Çalışmaların sonucunda ulaşılan son nokta olan somnoplasti, son derece ağrısız, sızısız ve en önemlisi kansız bir şekilde hastayı sorunundan kurtarmakta. Ameliyattan bir saat sonra hasta yemeğini yiyebildiği gibi işinin başına dönebilmektedir.

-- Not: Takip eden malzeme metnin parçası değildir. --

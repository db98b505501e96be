/*!
 * Bulwark CLI - Command Line Interface
 */

use bulwark::{
    config::BulwarkConfig,
    error::{Result, EXIT_SUCCESS},
    logging,
    simulate::{render_json, render_table, run_simulation, SimulationOptions},
    ResilienceService,
};
use clap::{Parser, Subcommand, ValueEnum};
use comfy_table::{presets, Cell, ContentArrangement, Table};
use std::path::PathBuf;
use std::time::Duration;

#[derive(Parser)]
#[command(name = "bulwark")]
#[command(version, about = "Retry, circuit breaker and bulkhead policies for unreliable dependencies", long_about = None)]
struct Cli {
    /// Enable debug logging regardless of the configured level
    #[arg(short, long, global = true)]
    verbose: bool,

    #[command(subcommand)]
    command: Commands,
}

#[derive(Subcommand)]
enum Commands {
    /// Load and validate a configuration file, then summarise its resources
    Check {
        /// Path to the TOML configuration
        #[arg(short, long, value_name = "FILE")]
        config: PathBuf,
    },

    /// Drive a synthetic workload through one resource's policies
    Simulate {
        /// Path to the TOML configuration
        #[arg(short, long, value_name = "FILE")]
        config: PathBuf,

        /// Resource name from the configuration
        #[arg(short, long)]
        resource: String,

        /// Number of operations to run
        #[arg(long, default_value = "100")]
        requests: u64,

        /// Operations in flight at once
        #[arg(long, default_value = "8")]
        concurrency: usize,

        /// Probability that a single attempt fails (0.0 - 1.0)
        #[arg(long, default_value = "0.2")]
        failure_rate: f64,

        /// Latency of each attempt in milliseconds
        #[arg(long, default_value = "10")]
        latency_ms: u64,

        /// Output format
        #[arg(long, value_enum, default_value = "table")]
        format: OutputFormat,
    },
}

#[derive(Copy, Clone, PartialEq, Eq, ValueEnum)]
enum OutputFormat {
    Table,
    Json,
}

fn main() {
    let code = match run() {
        Ok(()) => EXIT_SUCCESS,
        Err(e) => {
            eprintln!("Error: {}", e);
            e.exit_code()
        }
    };
    std::process::exit(code);
}

fn run() -> Result<()> {
    let cli = Cli::parse();

    match cli.command {
        Commands::Check { config } => {
            let config = BulwarkConfig::from_file(&config)?;
            logging::init_logging(&config.logging, cli.verbose)?;
            println!("{}", summary_table(&config));
            println!("Configuration OK: {} resource(s)", config.resources.len());
            Ok(())
        }
        Commands::Simulate {
            config,
            resource,
            requests,
            concurrency,
            failure_rate,
            latency_ms,
            format,
        } => {
            let config = BulwarkConfig::from_file(&config)?;
            logging::init_logging(&config.logging, cli.verbose)?;

            let service = ResilienceService::from_config(&config)?;
            let manager = service.manager(&resource)?;
            let options = SimulationOptions {
                requests,
                concurrency,
                failure_rate,
                latency: Duration::from_millis(latency_ms),
            };
            options.validate()?;

            let runtime = tokio::runtime::Builder::new_multi_thread()
                .enable_time()
                .build()?;
            let report = runtime.block_on(run_simulation(&manager, &resource, &options))?;

            match format {
                OutputFormat::Table => println!("{}", render_table(&report)),
                OutputFormat::Json => println!("{}", render_json(&report)?),
            }
            Ok(())
        }
    }
}

/// One row per resource with its effective settings
fn summary_table(config: &BulwarkConfig) -> Table {
    let mut table = Table::new();
    table
        .load_preset(presets::UTF8_FULL)
        .set_content_arrangement(ContentArrangement::Dynamic)
        .set_header(vec![
            "Resource",
            "Retry",
            "Circuit breaker",
            "Bulkhead",
        ]);

    for resource in &config.resources {
        let retry = config.retry_for(resource);
        let breaker = match &resource.circuit_breaker {
            Some(b) => format!(
                "open after {} failures, probe after {} ms",
                b.failure_threshold, b.recovery_timeout_ms
            ),
            None => "disabled".to_string(),
        };
        let bulkhead = match &resource.bulkhead {
            Some(b) => format!("{} concurrent", b.max_concurrent_operations),
            None => "disabled".to_string(),
        };

        table.add_row(vec![
            Cell::new(&resource.name),
            Cell::new(format!(
                "{} attempts, {}-{} ms x{}",
                retry.max_attempts, retry.base_delay_ms, retry.max_delay_ms, retry.backoff_factor
            )),
            Cell::new(breaker),
            Cell::new(bulkhead),
        ]);
    }

    table
}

Ağrısız, sızısız ve kansız, yan etkisi olamayan bu tedavi yöntemi, hastanın en fazla iki saat sonra günlük hayatına dönmesini sağlar. Somnoplasti lokal anestezi altında, poliklinik şartlarda 15-20 dakikada gerçekleştirilir.
HORLAMA BANTLARI BİR ÇÖZÜM OLABİLİR Mİ?
Bu bantlar tedavi etmez, kullanıldığı süre burun bantlarının açtığı ve nefes almayı kısmen düzelttiği iddia edilmektedir. Spor yapanlara daha iyi nefes almayı sağladığı da söylenmektedir. Bantlar tek kullanımlıktır. Horlamayı azaltmak için ardı ardına 6 gün boyunca kullanılması gerektiği iddia edilmektedir. Bu konuda yeterli sayıda denekte bilimsel deneylerin yapılmasından sonra kesin bir bilgi vermek mümkün olacaktır.